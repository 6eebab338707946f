/*!
 * Dispatcher
 * One scheduling cycle: unblock, requeue, select, dispatch
 */

use super::types::CycleOutcome;
use super::Kernel;
use crate::core::errors::SchedulerError;
use crate::process::types::ProcessState;
use crate::sched::Policy;
use log::{debug, error, info};

impl Kernel {
    /// Run one full dispatch cycle under `policy`.
    ///
    /// Cycle order: unblock eligible processes, rebuild the queues, stop
    /// when nothing is active, skip dispatch when nothing is ready, demote
    /// a leftover RUNNING process, select, promote, execute. A policy
    /// selection that does not map to a live PCB aborts the cycle without
    /// corrupting the table; the driver may keep cycling afterwards.
    pub fn run_cycle(&mut self, policy: Policy) -> Result<CycleOutcome, SchedulerError> {
        self.stats.cycles += 1;
        debug!("Cycle {} starting ({})", self.stats.cycles, policy);

        self.unblock();
        self.refresh_queues();

        if !self.has_active_processes() {
            info!("No active processes, scheduler idle");
            return Ok(CycleOutcome::Idle);
        }
        if self.ready_queue.is_empty() {
            info!("No ready processes this cycle");
            return Ok(CycleOutcome::AllBlocked);
        }
        debug!("Ready queue: {:?}", self.ready_queue);

        // Preemption point for a process a previous cycle left running.
        if let Some(pid) = self.current {
            if let Ok(pcb) = self.table.pcb_mut(pid) {
                if pcb.state == ProcessState::Running {
                    pcb.state = ProcessState::Ready;
                }
            }
        }

        let selected = self
            .selector
            .select(policy, &self.ready_queue, &self.table)
            .ok_or(SchedulerError::NoCandidate)?;

        // Re-validate the policy's answer before touching any state.
        match self.table.pcb_mut(selected) {
            Ok(pcb) => pcb.state = ProcessState::Running,
            Err(err) => {
                error!("Policy returned pid {} ({}), aborting cycle", selected, err);
                return Err(SchedulerError::InvalidSelection(selected));
            }
        }
        self.current = Some(selected);
        self.stats.dispatches += 1;
        info!("Process {} scheduled for execution ({})", selected, policy);

        let run = self.execute(selected)?;
        Ok(CycleOutcome::Ran { pid: selected, run })
    }

    /// String-facing variant of [`run_cycle`](Self::run_cycle) for
    /// external drivers; unknown names are an error
    pub fn run_cycle_named(&mut self, policy: &str) -> Result<CycleOutcome, SchedulerError> {
        let policy = policy.parse::<Policy>()?;
        self.run_cycle(policy)
    }

    /// Drive cycles until no active process remains, bounded by
    /// `max_cycles` as a guard against runaway simulations. Returns the
    /// number of cycles consumed.
    pub fn run_until_idle(
        &mut self,
        policy: Policy,
        max_cycles: u64,
    ) -> Result<u64, SchedulerError> {
        for cycle in 1..=max_cycles {
            if self.run_cycle(policy)? == CycleOutcome::Idle {
                return Ok(cycle);
            }
        }
        if self.has_active_processes() {
            error!("Cycle limit {} reached with active processes", max_cycles);
            return Err(SchedulerError::CycleLimitReached(max_cycles));
        }
        Ok(max_cycles)
    }
}
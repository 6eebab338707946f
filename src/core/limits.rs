/*!
 * Simulated OS Limits
 * Compile-time parameters of the modeled machine
 */

/// Maximum number of live processes in the table
pub const MAX_PROCESSES: u32 = 1000;

/// Maximum number of users owning processes
pub const MAX_USERS: u32 = 10;

/// Priority assigned when callers pass no explicit value
pub const DEFAULT_PRIORITY: u32 = 20;

/// Time-slice quantum, in instructions per dispatch
pub const DEFAULT_TIMESLICE: u32 = 6239;

/// Simulated address range instructions may reference
pub const ADDR_SPACE: u32 = 0x1_0000;
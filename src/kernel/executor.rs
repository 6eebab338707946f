/*!
 * Instruction Executor
 * Advances a dispatched process until it blocks, preempts, or dies
 */

use super::types::RunOutcome;
use super::Kernel;
use crate::core::errors::SchedulerError;
use crate::core::types::Pid;
use crate::process::types::{ProcessState, SyscallKind};
use log::info;

impl Kernel {
    /// Execute instructions for the RUNNING process `pid`, one per step,
    /// counted against its time-slice quantum.
    ///
    /// Reaching `pc == size` is terminal and wins over every other
    /// transition; a long system call blocks after being stepped past;
    /// quantum exhaustion demotes the process back to READY.
    pub(crate) fn execute(&mut self, pid: Pid) -> Result<RunOutcome, SchedulerError> {
        let pcb = self
            .table
            .pcb_mut(pid)
            .map_err(|_| SchedulerError::InvalidSelection(pid))?;

        let quantum = pcb.timeslice;
        let mut executed: u32 = 0;

        let outcome = loop {
            if pcb.pc >= pcb.size {
                pcb.state = ProcessState::Dead;
                break RunOutcome::Completed;
            }

            let call = pcb.code[pcb.pc as usize].syscall;
            pcb.pc += 1;
            executed += 1;

            if pcb.pc >= pcb.size {
                pcb.state = ProcessState::Dead;
                break RunOutcome::Completed;
            }
            if call == SyscallKind::Long {
                pcb.state = ProcessState::Blocked;
                break RunOutcome::Blocked;
            }
            if executed >= quantum {
                pcb.state = ProcessState::Ready;
                break RunOutcome::Preempted;
            }
        };

        match outcome {
            RunOutcome::Completed => {
                self.stats.completions += 1;
                info!("Process {} completed after {} instructions", pid, executed);
            }
            RunOutcome::Blocked => {
                self.stats.blocks += 1;
                info!(
                    "Process {} blocked on a long call after {} instructions",
                    pid, executed
                );
            }
            RunOutcome::Preempted => {
                self.stats.preemptions += 1;
                info!("Process {} preempted, quantum of {} exhausted", pid, quantum);
            }
        }
        Ok(outcome)
    }
}

#[cfg(test)]
mod tests {
    use super::*;
    use crate::process::types::{Instruction, ProcessType};
    use crate::sched::Policy;
    use pretty_assertions::assert_eq;

    fn kernel_with_one(size: i64) -> Kernel {
        let mut kernel = Kernel::with_seed(13);
        kernel
            .create_process("p", size, 20, ProcessType::Regular)
            .unwrap();
        kernel
    }

    fn rewrite_code(kernel: &mut Kernel, pid: u32, kinds: &[SyscallKind]) {
        let pcb = kernel.table_mut().pcb_mut(pid).unwrap();
        pcb.code = kinds
            .iter()
            .enumerate()
            .map(|(num, &syscall)| Instruction {
                num: num as u32,
                syscall,
                addr_ref: 0,
            })
            .collect();
        pcb.size = kinds.len() as u32;
    }

    #[test]
    fn long_call_blocks_and_advances_past_it() {
        let mut kernel = kernel_with_one(3);
        rewrite_code(
            &mut kernel,
            1,
            &[SyscallKind::Long, SyscallKind::Short, SyscallKind::Short],
        );
        kernel.table_mut().pcb_mut(1).unwrap().state = ProcessState::Running;

        assert_eq!(kernel.execute(1), Ok(RunOutcome::Blocked));
        let pcb = kernel.pcb(1).unwrap();
        assert_eq!(pcb.state, ProcessState::Blocked);
        assert_eq!(pcb.pc, 1);
    }

    #[test]
    fn quantum_exhaustion_returns_process_to_ready() {
        let mut kernel = kernel_with_one(10);
        rewrite_code(&mut kernel, 1, &[SyscallKind::Short; 10]);
        {
            let pcb = kernel.table_mut().pcb_mut(1).unwrap();
            pcb.state = ProcessState::Running;
            pcb.timeslice = 4;
        }

        assert_eq!(kernel.execute(1), Ok(RunOutcome::Preempted));
        let pcb = kernel.pcb(1).unwrap();
        assert_eq!(pcb.state, ProcessState::Ready);
        assert_eq!(pcb.pc, 4);
    }

    #[test]
    fn completion_wins_over_trailing_long_call() {
        let mut kernel = kernel_with_one(2);
        rewrite_code(&mut kernel, 1, &[SyscallKind::Short, SyscallKind::Long]);
        kernel.table_mut().pcb_mut(1).unwrap().state = ProcessState::Running;

        assert_eq!(kernel.execute(1), Ok(RunOutcome::Completed));
        let pcb = kernel.pcb(1).unwrap();
        assert_eq!(pcb.state, ProcessState::Dead);
        assert_eq!(pcb.pc, 2);
    }

    #[test]
    fn program_counter_never_exceeds_size() {
        let mut kernel = kernel_with_one(40);
        let policy = Policy::RoundRobin;
        for _ in 0..200 {
            kernel.run_cycle(policy).unwrap();
            let pcb = kernel.pcb(1).unwrap();
            assert!(pcb.pc <= pcb.size);
            if !kernel.has_active_processes() {
                break;
            }
        }
        assert!(!kernel.has_active_processes());
    }

    #[test]
    fn executing_a_missing_pid_is_an_invalid_selection() {
        let mut kernel = kernel_with_one(1);
        assert_eq!(
            kernel.execute(42),
            Err(SchedulerError::InvalidSelection(42))
        );
    }
}
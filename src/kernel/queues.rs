/*!
 * Queue Maintenance
 * Ready/block queues derived from the process table each cycle
 */

use super::Kernel;
use crate::process::types::ProcessState;
use log::info;

impl Kernel {
    /// Rebuild both queues from a full table scan in ascending pid order.
    ///
    /// The queues are views; the PCB state field stays authoritative.
    /// Idempotent: without intervening state changes a second refresh
    /// produces identical sequences.
    pub(crate) fn refresh_queues(&mut self) {
        self.ready_queue.clear();
        self.block_queue.clear();
        for (pid, pcb) in self.table.iter() {
            match pcb.state {
                ProcessState::Ready => self.ready_queue.push(pid),
                ProcessState::Blocked => self.block_queue.push(pid),
                _ => {}
            }
        }
    }

    /// Move every still-blocked process on the block queue to READY.
    ///
    /// Runs against the previous cycle's queue, before the refresh: a
    /// blocking call completes one cycle after it is observed, with no
    /// modeled I/O duration.
    pub(crate) fn unblock(&mut self) {
        let blocked = self.block_queue.clone();
        for pid in blocked {
            if let Ok(pcb) = self.table.pcb_mut(pid) {
                if pcb.state == ProcessState::Blocked {
                    pcb.state = ProcessState::Ready;
                    self.stats.unblocks += 1;
                    info!("Process {} unblocked, back to READY", pid);
                }
            }
        }
    }

    /// True while any process is in an active state (ready, running,
    /// blocked, or suspended)
    pub fn has_active_processes(&self) -> bool {
        self.table.iter().any(|(_, pcb)| pcb.is_active())
    }
}
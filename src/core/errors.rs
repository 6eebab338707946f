/*!
 * Error Types
 * Centralized error handling with thiserror
 */

use crate::core::types::Pid;
use thiserror::Error;

/// Process operation result
///
/// # Must Use
/// Process operations can fail and must be handled to avoid losing table state
pub type ProcessResult<T> = Result<T, ProcessError>;

/// Process-table and lifecycle errors
#[derive(Error, Debug, Clone, PartialEq, Eq)]
pub enum ProcessError {
    #[error("Process {0} not found")]
    NotFound(Pid),

    #[error("Pid {0} outside the valid range 1..={1}")]
    OutOfRange(Pid, u32),

    #[error("Invalid process size: {0}")]
    InvalidSize(i64),

    #[error("Process limit reached: {0} live processes")]
    LimitReached(u32),

    #[error("Dump failed: {0}")]
    Dump(String),
}

/// Scheduler and dispatch-cycle errors
#[derive(Error, Debug, Clone, PartialEq, Eq)]
pub enum SchedulerError {
    #[error("Unknown scheduling policy: {0}")]
    UnknownPolicy(String),

    #[error("Policy selected pid {0} with no live process")]
    InvalidSelection(Pid),

    #[error("Ready queue yielded no runnable process")]
    NoCandidate,

    #[error("Cycle limit {0} reached with work remaining")]
    CycleLimitReached(u64),
}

ABOUT THIS TASK
Among the lines above, find the one with "self.refresh_queues();" and the one with "ready processes this". Quote both and everything between them, exactly.

ANSWER SECTION
        self.refresh_queues();

        if !self.has_active_processes() {
            info!("No active processes, scheduler idle");
            return Ok(CycleOutcome::Idle);
        }
        if self.ready_queue.is_empty() {
            info!("No ready processes this cycle");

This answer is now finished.